Devil On A Cross

Daredevil’s Savior Symbolism in Defenders

By Ron Smith

This week, I finally sat down and watched the first season of Defenders. In the beginning I found myself slightly annoyed with how the characters were presented with exception to the dynamic between Danny Rand (The Iron Fist) and Luke Cage. I found Jessica Jones flat, and Daredevil watered down to a cloying cliché of himself. But I stayed with the show because I wanted to see where the writers wanted to take these characters. I’m glad I did because what transpired as the story developed is a story of redemption interwoven through the characters with the focal point of Matt Murdock/Daredevil as a Christ figure sacrificing himself for the redemption of his team and New York.

There are different moments within Defenders where Matt Murdock/Daredevil displays the behavior of Jesus. When he first meets the rest of the team with Jessica Jones’ scarf over his head and eyes, Luke Cage and Danny Rand wanted him to take off the makeshift mask. Matt Murdock/Daredevil refused because he was protecting his friends. Similar to one of the miracle stories found in The Gospel According to Mark 1:41-42. Jesus told a leper he had cured to not tell anyone of his healing but to go to the priest as prescribed in The Law of Moses. The cured leper instead went out to tell everyone, and Jesus could not openly enter a town (Mark 1:41-42, NRSV). Matt lived a double life bringing justice to people by day as a lawyer, and when that justice was denied he became Daredevil to defend the innocent from the guilty.

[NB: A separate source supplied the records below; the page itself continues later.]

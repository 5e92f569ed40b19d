//! Typed configuration models.
//!
//! # Design
//! - Pure data carriers produced by `loader.rs`; every value is already validated.
//! - Secrets never serialize, so the effective configuration can be logged.

use std::fmt;
use std::net::{IpAddr, SocketAddr};
use std::path::PathBuf;
use std::str::FromStr;
use std::time::Duration;

use serde::Serialize;
use url::Url;

/// Complete gateway configuration.
#[derive(Debug, Clone, Serialize)]
pub struct GatewayConfig {
    /// Upstream endpoints and decoding parameters.
    pub upstreams: UpstreamConfig,
    /// Response cache settings.
    pub cache: CacheConfig,
    /// HTTP listener settings.
    pub server: ServerConfig,
    /// Log filter and output format.
    pub logging: LoggingSettings,
}

/// Upstream endpoints consumed by the orchestrator.
#[derive(Debug, Clone, Serialize)]
pub struct UpstreamConfig {
    /// Base URL the subject name is appended to.
    pub pokemon_api_url: Url,
    /// Translator endpoint receiving `{text}`.
    pub translator_api_url: Url,
    /// Optional translator secret sent as a request header.
    #[serde(skip_serializing)]
    pub translator_api_key: Option<String>,
    /// Language code selected from the description entries.
    pub language: String,
    /// Translation tag the translator must echo back.
    pub translation: String,
    /// Timeout applied to every outbound request.
    pub request_timeout: Duration,
}

/// Storage used by the response cache.
#[derive(Debug, Clone, Copy, PartialEq, Eq, Serialize)]
#[serde(rename_all = "lowercase")]
pub enum CacheBackendKind {
    /// Process-local map.
    Memory,
    /// JSON files under a directory.
    File,
    /// Shared redis instance.
    Redis,
    /// Caching disabled.
    None,
}

impl CacheBackendKind {
    /// Setting value for this backend.
    #[must_use]
    pub const fn as_str(self) -> &'static str {
        match self {
            Self::Memory => "memory",
            Self::File => "file",
            Self::Redis => "redis",
            Self::None => "none",
        }
    }
}

impl fmt::Display for CacheBackendKind {
    fn fmt(&self, f: &mut fmt::Formatter<'_>) -> fmt::Result {
        f.write_str(self.as_str())
    }
}

impl FromStr for CacheBackendKind {
    type Err = ();

    fn from_str(value: &str) -> Result<Self, Self::Err> {
        match value.trim().to_ascii_lowercase().as_str() {
            "memory" => Ok(Self::Memory),
            "file" | "filesystem" => Ok(Self::File),
            "redis" => Ok(Self::Redis),
            "none" | "off" | "disabled" => Ok(Self::None),
            _ => Err(()),
        }
    }
}

/// Response cache settings.
#[derive(Debug, Clone, Serialize)]
pub struct CacheConfig {
    /// Namespace for cached entries.
    pub name: String,
    /// Selected storage backend.
    pub backend: CacheBackendKind,
    /// Entry lifetime.
    pub ttl: Duration,
    /// Upper-case HTTP methods eligible for caching.
    pub methods: Vec<String>,
    /// Root directory for the file backend.
    pub dir: PathBuf,
    /// Connection string for the redis backend.
    #[serde(skip_serializing)]
    pub redis_url: String,
}

impl CacheConfig {
    /// Whether any backend is selected.
    #[must_use]
    pub fn enabled(&self) -> bool {
        self.backend != CacheBackendKind::None
    }
}

/// HTTP listener settings.
#[derive(Debug, Clone, Serialize)]
pub struct ServerConfig {
    /// Interface to bind.
    pub host: IpAddr,
    /// TCP port to bind.
    pub port: u16,
    /// Tokio worker threads.
    pub workers: usize,
}

impl ServerConfig {
    /// Socket address the listener binds to.
    #[must_use]
    pub const fn bind_addr(&self) -> SocketAddr {
        SocketAddr::new(self.host, self.port)
    }
}

/// Logging settings passed to the telemetry crate.
#[derive(Debug, Clone, Serialize)]
pub struct LoggingSettings {
    /// `EnvFilter` directive.
    pub level: String,
    /// Requested output format (`json` or `pretty`); inferred when absent.
    pub format: Option<String>,
}
//! Response bodies produced by the gateway besides [`Subject`](pokespeare_models::Subject).

use pokespeare_telemetry::MetricsSnapshot;
use serde::{Deserialize, Serialize};

/// Body of every error response.
#[derive(Debug, Clone, PartialEq, Eq, Serialize, Deserialize)]
pub struct ErrorBody {
    /// Human-readable failure description.
    pub error: String,
}

/// Body returned by `GET /health`.
#[derive(Debug, Clone, Serialize)]
pub struct HealthResponse {
    /// Always `"ok"` while the process serves requests.
    pub status: &'static str,
    /// Build identifier.
    pub build: String,
    /// Active cache backend, or `"none"`.
    pub cache: &'static str,
    /// Cache and throttling counters.
    pub metrics: MetricsSnapshot,
}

The main Christ example I want to focus on, though, is the second to last scene with Daredevil in the season finale. The team had decided to set off bombs in Midland Circle to close the door The Hand opened to destroy New York City. As everyone goes towards the elevator, Daredevil tells them he’s staying behind for Elektra. Only after the bombs went off did Danny Rand realize Daredevil had no intention of leaving the building. As Daredevil faced Elektra he tells her he does not want to fight her, and calls her out on the darkness she has embraced. She’s afraid. She has experienced death and resurrection, and she doesn’t want to face death again alone. The fear, the powerlessness, and anger she feels is similar to what the Dwarfs feel towards Aslan in C.S. Lewis’ The Last Battle.

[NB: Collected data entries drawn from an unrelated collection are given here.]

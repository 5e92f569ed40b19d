//! Parsing helpers that turn raw environment strings into typed settings.

use std::net::IpAddr;

use url::Url;

use crate::error::{ConfigError, ConfigResult};
use crate::model::CacheBackendKind;

const CACHEABLE_METHODS: &[&str] = &["GET", "POST"];

/// Parse an absolute `http`/`https` URL.
///
/// # Errors
///
/// Returns [`ConfigError::InvalidField`] when the value is empty, unparseable,
/// or uses another scheme.
pub fn parse_url(field: &'static str, raw: &str) -> ConfigResult<Url> {
    let trimmed = raw.trim();
    if trimmed.is_empty() {
        return Err(ConfigError::invalid(field, raw, "must not be empty"));
    }
    let url = Url::parse(trimmed)
        .map_err(|_| ConfigError::invalid(field, raw, "must be an absolute URL"))?;
    if !matches!(url.scheme(), "http" | "https") {
        return Err(ConfigError::invalid(field, raw, "scheme must be http or https"));
    }
    Ok(url)
}

/// Parse an integer that must be strictly positive.
///
/// # Errors
///
/// Returns [`ConfigError::InvalidField`] for non-numeric or zero values.
pub fn parse_positive_u64(field: &'static str, raw: &str) -> ConfigResult<u64> {
    let value = raw
        .trim()
        .parse::<u64>()
        .map_err(|_| ConfigError::invalid(field, raw, "must be a non-negative integer"))?;
    if value == 0 {
        return Err(ConfigError::invalid(field, raw, "must be greater than zero"));
    }
    Ok(value)
}

/// Parse a TCP port in `1..=65535`.
///
/// # Errors
///
/// Returns [`ConfigError::InvalidField`] for values outside the range.
pub fn parse_port(field: &'static str, raw: &str) -> ConfigResult<u16> {
    match raw.trim().parse::<u16>() {
        Ok(0) | Err(_) => Err(ConfigError::invalid(
            field,
            raw,
            "must be between 1 and 65535",
        )),
        Ok(port) => Ok(port),
    }
}

/// Parse a bind host; `localhost` maps to the IPv4 loopback.
///
/// # Errors
///
/// Returns [`ConfigError::InvalidField`] when the value is not an IP address.
pub fn parse_host(field: &'static str, raw: &str) -> ConfigResult<IpAddr> {
    let trimmed = raw.trim();
    if trimmed.eq_ignore_ascii_case("localhost") {
        return Ok(IpAddr::from([127, 0, 0, 1]));
    }
    trimmed
        .parse()
        .map_err(|_| ConfigError::invalid(field, raw, "must be an IP address"))
}

/// Parse a cache backend selector.
///
/// # Errors
///
/// Returns [`ConfigError::InvalidField`] for unknown backends.
pub fn parse_backend(field: &'static str, raw: &str) -> ConfigResult<CacheBackendKind> {
    raw.parse().map_err(|()| {
        ConfigError::invalid(field, raw, "must be one of memory, file, redis, none")
    })
}

/// Parse a comma separated list of cacheable HTTP methods.
///
/// # Errors
///
/// Returns [`ConfigError::InvalidField`] when the list is empty or names a
/// method the gateway never issues.
pub fn parse_methods(field: &'static str, raw: &str) -> ConfigResult<Vec<String>> {
    let mut methods = Vec::new();
    for part in raw.split(',') {
        let method = part.trim().to_ascii_uppercase();
        if method.is_empty() {
            continue;
        }
        if !CACHEABLE_METHODS.contains(&method.as_str()) {
            return Err(ConfigError::invalid(field, raw, "methods must be GET or POST"));
        }
        if !methods.contains(&method) {
            methods.push(method);
        }
    }
    if methods.is_empty() {
        return Err(ConfigError::invalid(field, raw, "must list at least one method"));
    }
    Ok(methods)
}

/// Parse a log format override.
///
/// # Errors
///
/// Returns [`ConfigError::InvalidField`] for anything other than `json` or `pretty`.
pub fn parse_log_format(field: &'static str, raw: &str) -> ConfigResult<String> {
    let format = raw.trim().to_ascii_lowercase();
    match format.as_str() {
        "json" | "pretty" => Ok(format),
        _ => Err(ConfigError::invalid(field, raw, "must be json or pretty")),
    }
}

/// Require a non-blank string.
///
/// # Errors
///
/// Returns [`ConfigError::InvalidField`] for blank values.
pub fn parse_non_empty(field: &'static str, raw: &str) -> ConfigResult<String> {
    let trimmed = raw.trim();
    if trimmed.is_empty() {
        return Err(ConfigError::invalid(field, raw, "must not be empty"));
    }
    Ok(trimmed.to_string())
}
//! Curated internal API (UNSTABLE).
//!
//! This is not a public API. It is a convenience surface for the CLI and
//! one-off scripts; breaking changes are allowed.

pub use crate::config::{
    drive, process, Artifact, Classification, ConfigError, Configuration, WriteError,
};
pub use crate::points::{CoordTable, PointName};
pub use crate::side::{classify, Segment, Side};
pub use crate::template::{render, Role, TEMPLATE};

use std::path::{Path, PathBuf};

/// Generate both diagrams for the standard table from `abcd` into `dir`.
/// Pre: `dir` is creatable/writable.
/// Post: returns `[dir/rllr.tex, dir/lrrl.tex]`.
pub fn generate_standard(dir: &Path) -> Result<Vec<PathBuf>, WriteError> {
    drive(&Configuration::IDENTITY, &CoordTable::standard(), dir)
}

#[cfg(test)]
mod tests {
    use super::*;
    use tempfile::tempdir;

    #[test]
    fn generate_standard_writes_expected_names() {
        let dir = tempdir().unwrap();
        let paths = generate_standard(dir.path()).unwrap();
        let names: Vec<_> = paths
            .iter()
            .map(|p| p.file_name().unwrap().to_string_lossy().into_owned())
            .collect();
        assert_eq!(names, ["rllr.tex", "lrrl.tex"]);
    }
}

The true Aslan had appeared to redeem them and all of Narnia. The Dwarfs, however, had been duped and enslaved by an ass in a lion skin pretending to be Aslan and they were not going to be fooled again shouting, “We haven’t let anyone take us in. The Dwarfs are for the Dwarfs(The Last Battle, Ch. 13).” Aslan leaves them to the hell they have embraced where there is constant infighting and their food turns to ash in their mouths. But Daredevil will not leave Elektra to her hell. He sees her pain—and behind her pain—and sees the goodness that is still in her. The final moment of the scene they embrace as the building collapses on them. In the last scene of the episode, Matt Murdock wakes up under a cross and a nun telling her sisters he is awake.